Center for Auto Safety and Consumer Watchdog warned that Tesla’s representations of its Autopilot feature continue to violate Section 5 of the FTC Act, as well as similar state statutes, because they are materially deceptive and are likely to mislead consumers into reasonably believing that their vehicles have self-driving or autonomous capabilities. The letters state that Tesla’s and Elon Musk’s public statements regarding Autopilot mislead and deceive consumers.
“Last year we asked the FTC to stop Tesla’s continued deceptive use of the term ‘Autopilot’ before there were more deaths and injuries because of an overreliance on non-autonomous technology,” said Center for Auto Safety Executive Director Jason Levine. “One year later, there has been more unnecessary, preventable tragedy, and more intentional deception by Tesla, including claims of ‘full self-driving capability.’ If the FTC, and the states, do not stop these unlawful representations, the consequences will squarely fall on their shoulders.”
“Tesla has consistently and deceptively hyped its technology, it is time for regulators to step in and protect the public,” said Adam Scow, Senior Advocate for Consumer Watchdog. “Tesla has irresponsibly marketed its technology as safety enhancing, when instead it is killing people.”
Use of the name Autopilot continues to create confusion among consumers. A recent study by the Insurance Institute for Highway Safety (IIHS) examined consumer understanding of advanced driver assistance systems, including Tesla’s “Autopilot.” IIHS concluded that “[t]he name ‘Autopilot’ was associated with the highest likelihood that drivers believed a behavior was safe while in operation, for every behavior measured, compared with other system names.” Notably, 48 percent of respondents believed that it was safe to take one’s hands off the steering wheel when using Autopilot, compared to a maximum of 33 percent for any other similar system mentioned.
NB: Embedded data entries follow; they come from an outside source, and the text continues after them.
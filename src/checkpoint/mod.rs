//! Checkpoint and resume of running machines.
//!
//! A checkpoint captures the active configuration and the retained
//! transition history so a long-running machine can survive a process
//! restart. Guards and actions are code and are never part of it; the
//! statechart is reloaded from its definition and the checkpoint is
//! restored into a freshly built machine.

use crate::core::{TransitionHistory, TransitionRecord};
use crate::effects::{ActiveConfiguration, ConfigurationSnapshot, FireError, Machine};
use chrono::{DateTime, Utc};
use serde::{Deserialize, Serialize};
use uuid::Uuid;

pub mod error;

pub use error::CheckpointError;

/// Version identifier for checkpoint format
pub const CHECKPOINT_VERSION: u32 = 1;

/// Serializable checkpoint of a machine's runtime state.
#[derive(Clone, Debug, PartialEq, Eq, Serialize, Deserialize)]
pub struct Checkpoint {
    /// Checkpoint format version
    pub version: u32,

    /// Unique checkpoint identifier
    pub id: String,

    /// When checkpoint was created
    pub timestamp: DateTime<Utc>,

    pub configuration: ConfigurationSnapshot,

    /// Retained history, oldest first
    pub history: Vec<TransitionRecord>,
}

impl Checkpoint {
    pub fn to_json(&self) -> Result<String, CheckpointError> {
        serde_json::to_string_pretty(self)
            .map_err(|e| CheckpointError::SerializationFailed(e.to_string()))
    }

    pub fn from_json(json: &str) -> Result<Self, CheckpointError> {
        serde_json::from_str(json).map_err(|e| CheckpointError::DeserializationFailed(e.to_string()))
    }

    pub fn to_binary(&self) -> Result<Vec<u8>, CheckpointError> {
        bincode::serialize(self).map_err(|e| CheckpointError::SerializationFailed(e.to_string()))
    }

    pub fn from_binary(bytes: &[u8]) -> Result<Self, CheckpointError> {
        bincode::deserialize(bytes)
            .map_err(|e| CheckpointError::DeserializationFailed(e.to_string()))
    }
}

impl<C> Machine<C> {
    /// Capture the last published configuration and history.
    pub fn checkpoint(&self) -> Checkpoint {
        let configuration = self.snapshot();
        let history = self.history().records().cloned().collect();
        Checkpoint {
            version: CHECKPOINT_VERSION,
            id: Uuid::new_v4().to_string(),
            timestamp: Utc::now(),
            configuration,
            history,
        }
    }

    /// Replace the active configuration and history with a checkpoint's.
    ///
    /// The checkpoint is validated against this machine's statechart
    /// first; on error the machine is left untouched. No entry or exit
    /// actions run.
    pub fn restore(&self, checkpoint: &Checkpoint) -> Result<(), CheckpointError> {
        if checkpoint.version != CHECKPOINT_VERSION {
            return Err(CheckpointError::UnsupportedVersion {
                found: checkpoint.version,
                supported: CHECKPOINT_VERSION,
            });
        }

        let _turn = self.turn("restore").map_err(|err| match err {
            FireError::ReentrantFire { .. } => CheckpointError::Reentrant,
            other => CheckpointError::ValidationFailed(other.to_string()),
        })?;

        let graph = self.statechart().graph();
        let leaves = checkpoint
            .configuration
            .leaves
            .iter()
            .map(|leaf| {
                let idx = graph
                    .idx(leaf.as_str())
                    .ok_or_else(|| CheckpointError::UnknownState(leaf.to_string()))?;
                if graph.node(idx).is_simple() {
                    Ok(idx)
                } else {
                    Err(CheckpointError::NotALeaf(leaf.to_string()))
                }
            })
            .collect::<Result<Vec<_>, _>>()?;

        let config = ActiveConfiguration::from_leaves(checkpoint.configuration.version, leaves);
        if !graph.is_legal(config.leaves()) {
            return Err(CheckpointError::ValidationFailed(format!(
                "leaves {:?} are not one active child per active region",
                checkpoint.configuration.leaves
            )));
        }

        let history = TransitionHistory::from_records(
            checkpoint.history.clone(),
            self.options().history_capacity,
        );
        tracing::info!(
            id = %checkpoint.id,
            version = config.version(),
            "Restored checkpoint"
        );
        self.install(config, history);
        Ok(())
    }
}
Consumers of Tesla vehicles have already been killed or injured because they misunderstood the safety and capabilities of Autopilot. There is an abundance of Tesla consumers who brag about their vehicles’ “self-driving” abilities. News and other media outlets describe Autopilot as “self-driving.” These realities prove that Tesla, with assistance from Elon Musk, has successfully deceived consumers into believing that Autopilot is more than an assist system.
The death of a Tesla driver on March 1, 2019 in Delray Beach, Florida was almost identical to the fatality three years earlier Williston, Florida of another Tesla driver. In both instances, an overreliance on features that were deceptively described as an “Autopilot” directly contributed to their deaths.
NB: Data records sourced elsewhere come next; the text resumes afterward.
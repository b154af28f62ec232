//! Turns a definition document into an immutable graph and table.
//!
//! Validation uses `Validation` so a document with several mistakes is
//! reported in one pass.

use super::document::{Definition, NodeDecl, RegionDecl, StateDecl};
use super::error::{GraphProblem, MalformedGraphError};
use crate::core::{Region, StateGraph, StateId, StateKind, StateNode, Transition, TransitionTable};
use std::collections::{HashMap, HashSet};
use stillwater::validation::Validation;
use stillwater::NonEmptyVec;

type Check = Validation<(), NonEmptyVec<GraphProblem>>;

const ROOT: &str = "<root>";

fn require(ok: bool, problem: impl FnOnce() -> GraphProblem) -> Check {
    if ok {
        Validation::success(())
    } else {
        Validation::fail(problem())
    }
}

/// Flattens the nested declaration into document-ordered nodes.
struct Flattener {
    nodes: Vec<StateNode>,
    seen: HashMap<String, usize>,
    checks: Vec<Check>,
}

impl Flattener {
    fn new() -> Self {
        Self {
            nodes: Vec::new(),
            seen: HashMap::new(),
            checks: Vec::new(),
        }
    }

    fn check(&mut self, ok: bool, problem: impl FnOnce() -> GraphProblem) {
        self.checks.push(require(ok, problem));
    }

    fn declare(
        &mut self,
        decl: &StateDecl,
        parent: Option<usize>,
        region: usize,
        depth: usize,
    ) -> Option<usize> {
        let name = decl.name();
        let parent_name = parent.map_or(ROOT, |p| self.nodes[p].id.as_str()).to_string();
        self.check(!name.is_empty(), || GraphProblem::EmptyName {
            parent: parent_name,
        });
        if name.is_empty() {
            return None;
        }
        let unique = !self.seen.contains_key(name);
        self.check(unique, || GraphProblem::DuplicateState(name.to_string()));
        if !unique {
            return None;
        }

        let idx = self.nodes.len();
        self.seen.insert(name.to_string(), idx);
        self.nodes.push(StateNode {
            id: StateId::new(name),
            parent,
            region,
            depth,
            kind: StateKind::Simple,
        });

        if let StateDecl::Node(node) = decl {
            let regions = self.composite(node, idx, depth + 1);
            if !regions.is_empty() {
                self.nodes[idx].kind = StateKind::Composite { regions };
            }
        }
        Some(idx)
    }

    fn composite(&mut self, node: &NodeDecl, idx: usize, depth: usize) -> Vec<Region> {
        let name = node.name.as_str();
        let children = node.children.as_deref();
        let regions = node.regions.as_deref();

        self.check(!(children.is_some() && regions.is_some()), || {
            GraphProblem::ChildrenAndRegions(name.to_string())
        });
        self.check(!(regions.is_some() && node.initial.is_some()), || {
            GraphProblem::OrthogonalInitial(name.to_string())
        });
        let declares_members = children.map_or(true, |c| !c.is_empty())
            && regions.map_or(true, |r| !r.is_empty());
        self.check(declares_members, || {
            GraphProblem::EmptyComposite(name.to_string())
        });

        let regions = match (children, regions) {
            (_, Some(regions)) => regions,
            (Some([]), None) => return Vec::new(),
            (Some(children), None) => {
                return self
                    .region(name, None, children, node.initial.as_deref(), idx, 0, depth)
                    .into_iter()
                    .collect();
            }
            (None, None) => {
                if let Some(initial) = &node.initial {
                    self.checks.push(Validation::fail(GraphProblem::UnknownChildInitial {
                        state: name.to_string(),
                        initial: initial.clone(),
                    }));
                }
                return Vec::new();
            }
        };

        let mut region_names = HashSet::new();
        let mut built = Vec::new();
        for (r, decl) in regions.iter().enumerate() {
            self.check_region_name(name, decl, &mut region_names);
            if let Some(region) = self.region(
                name,
                Some(decl.name.clone()),
                &decl.children,
                decl.initial.as_deref(),
                idx,
                r,
                depth,
            ) {
                built.push(region);
            }
        }
        built
    }

    fn check_region_name(&mut self, state: &str, decl: &RegionDecl, names: &mut HashSet<String>) {
        self.check(!decl.name.is_empty(), || {
            GraphProblem::EmptyRegionName(state.to_string())
        });
        let fresh = names.insert(decl.name.clone());
        self.check(fresh, || GraphProblem::DuplicateRegion {
            state: state.to_string(),
            region: decl.name.clone(),
        });
    }

    #[allow(clippy::too_many_arguments)]
    fn region(
        &mut self,
        state: &str,
        name: Option<String>,
        children: &[StateDecl],
        initial: Option<&str>,
        parent: usize,
        index: usize,
        depth: usize,
    ) -> Option<Region> {
        let members: Vec<usize> = children
            .iter()
            .filter_map(|child| self.declare(child, Some(parent), index, depth))
            .collect();

        self.check(!children.is_empty(), || GraphProblem::EmptyRegion {
            state: state.to_string(),
            region: name.clone().unwrap_or_default(),
        });

        let initial = match initial {
            Some(wanted) => {
                let found = members.iter().copied().find(|&c| self.nodes[c].id == wanted);
                self.check(found.is_some(), || GraphProblem::UnknownChildInitial {
                    state: state.to_string(),
                    initial: wanted.to_string(),
                });
                found?
            }
            None => *members.first()?,
        };

        Some(Region {
            name,
            children: members,
            initial,
        })
    }
}

/// Validate `definition` and build its graph and transition table.
pub(crate) fn load(
    definition: &Definition,
) -> Result<(StateGraph, TransitionTable), MalformedGraphError> {
    let mut flat = Flattener::new();

    flat.check(!definition.states.is_empty(), || GraphProblem::NoStates);
    let top_level: Vec<usize> = definition
        .states
        .iter()
        .filter_map(|decl| flat.declare(decl, None, 0, 0))
        .collect();

    let initial = flat.seen.get(definition.initial.as_str()).copied();
    flat.check(initial.is_some(), || {
        GraphProblem::UnknownInitialState(definition.initial.clone())
    });

    let mut transitions = Vec::with_capacity(definition.transitions.len());
    for (order, decl) in definition.transitions.iter().enumerate() {
        let source = flat.seen.get(decl.source.as_str()).copied();
        let dest = flat.seen.get(decl.dest.as_str()).copied();
        let guards = decl.conditions.names();

        flat.check(!decl.trigger.is_empty(), || GraphProblem::EmptyTrigger { order });
        flat.check(source.is_some(), || GraphProblem::UnknownSource {
            order,
            trigger: decl.trigger.clone(),
            state: decl.source.clone(),
        });
        flat.check(dest.is_some(), || GraphProblem::UnknownDestination {
            order,
            trigger: decl.trigger.clone(),
            state: decl.dest.clone(),
        });
        flat.check(guards.iter().all(|g| !g.is_empty()), || GraphProblem::EmptyGuard {
            order,
            trigger: decl.trigger.clone(),
        });

        if let (Some(source_idx), Some(dest_idx)) = (source, dest) {
            transitions.push(Transition {
                source: StateId::new(decl.source.as_str()),
                dest: StateId::new(decl.dest.as_str()),
                trigger: decl.trigger.clone(),
                guards,
                order,
                source_idx,
                dest_idx,
            });
        }
    }

    let Flattener { nodes, checks, .. } = flat;
    match Validation::all_vec(checks) {
        Validation::Failure(errors) => Err(MalformedGraphError::Invalid {
            problems: errors.iter().cloned().collect(),
        }),
        Validation::Success(_) => {
            let initial = initial.ok_or_else(|| MalformedGraphError::Invalid {
                problems: vec![GraphProblem::UnknownInitialState(definition.initial.clone())],
            })?;
            tracing::debug!(
                states = nodes.len(),
                transitions = transitions.len(),
                initial = %definition.initial,
                "Loaded statechart definition"
            );
            Ok((
                StateGraph::from_parts(nodes, top_level, initial),
                TransitionTable::new(transitions),
            ))
        }
    }
}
The FTC and these state Attorneys General must open formal investigations Tesla’s unfair and deceptive practices so that consumers have accurate information, understand the limitations of Autopilot, and operate their vehicle safely and without endangering themselves or other drivers, passengers, or pedestrians on the road. The Center for Auto Safety and Consumer Watchdog urge swift action in order to prevent further tragedies.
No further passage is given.